New Caledonian gallinule
- Conservation status: Extinct (IUCN 3.1)

Scientific classification
- Kingdom: Animalia
- Phylum: Chordata
- Class: Aves
- Order: Gruiformes
- Family: Rallidae
- Genus: Porphyrio
- Species: †P. kukwiedei
- Binomial name: †Porphyrio kukwiedei Balouet & Olson, 1989

= New Caledonian gallinule =

- Genus: Porphyrio
- Species: kukwiedei
- Authority: Balouet & Olson, 1989
- Conservation status: EX

Extinct species of bird

The New Caledonian gallinule (Porphyrio kukwiedei) is an extinct species of bird in the family Rallidae. It was endemic to New Caledonia and probably became extinct due to hunting, habitat loss and the presence of invasive species following human settlement of the island. However a passage from an 1860 article refers to birds the size of turkeys being present in marshy areas of New Caledonia, suggesting that it may have survived into historic times.

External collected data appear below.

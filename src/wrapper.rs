use std::fmt;
use std::rc::Rc;

use crate::evaluator::{Evaluator, OperationEvaluator, VariableEvaluator};
use crate::expression::{Expr, Tangent};
use crate::node::NodeId;
use crate::value::{Derivative, Value};
use crate::variable_impl::VariableNode;

/// Shared handle to an [`Evaluator`]: the one runtime type that stands in
/// for any expression of a (value, derivative) category.
///
/// Clones refer to the same evaluator and therefore the same caches.
pub struct ExpressionWrapper<V: Value, D: Derivative> {
    evaluator: Rc<dyn Evaluator<V, D>>,
}

impl<V: Value, D: Derivative> ExpressionWrapper<V, D> {
    /// Erases a statically typed expression.
    pub fn new<E>(expression: E) -> Self
    where
        E: Expr<Value = V, Derivative = D> + 'static,
    {
        Self::from_evaluator(Rc::new(OperationEvaluator::new(expression)))
    }

    pub fn from_evaluator(evaluator: Rc<dyn Evaluator<V, D>>) -> Self {
        Self { evaluator }
    }

    pub fn from_variable(variable: VariableNode<V, D>) -> Self {
        Self::from_evaluator(Rc::new(VariableEvaluator::new(variable)))
    }

    pub fn evaluator(&self) -> &Rc<dyn Evaluator<V, D>> {
        &self.evaluator
    }

    /// Whether both handles share one evaluator.
    pub fn ptr_eq(&self, other: &Self) -> bool {
        Rc::ptr_eq(&self.evaluator, &other.evaluator)
    }
}

impl<V: Value, D: Derivative> Clone for ExpressionWrapper<V, D> {
    fn clone(&self) -> Self {
        Self {
            evaluator: self.evaluator.clone(),
        }
    }
}

impl<V: Value, D: Derivative> fmt::Debug for ExpressionWrapper<V, D> {
    fn fmt(&self, f: &mut fmt::Formatter<'_>) -> fmt::Result {
        write!(f, "ExpressionWrapper({:p})", Rc::as_ptr(&self.evaluator))
    }
}

impl<V: Value, D: Derivative> Expr for ExpressionWrapper<V, D> {
    type Value = V;
    type Derivative = D;

    #[inline]
    fn value(&self) -> Rc<V> {
        self.evaluator.value()
    }
    #[inline]
    fn push_forward(&self) -> Tangent<D> {
        self.evaluator.push_forward()
    }
    #[inline]
    fn pull_back(&self, derivative: &D) {
        self.evaluator.pull_back(derivative)
    }
    #[inline]
    fn transfer_children_to(&self, node: NodeId) {
        self.evaluator.transfer_children_to(node)
    }
    #[inline]
    fn release_cache(&self) {
        self.evaluator.release_cache()
    }
    #[inline]
    fn is_constant(&self) -> bool {
        self.evaluator.is_constant()
    }
}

The native name n'dino is thought to refer to this bird.

It was described from subfossil bones found at the Pindai Caves paleontological site on the west coast of Grande Terre. The specific epithet derives from Kukwiede, the name of a local deity associated with a legend leading to the discovery of a bone of the gallinule on the Isle of Pines.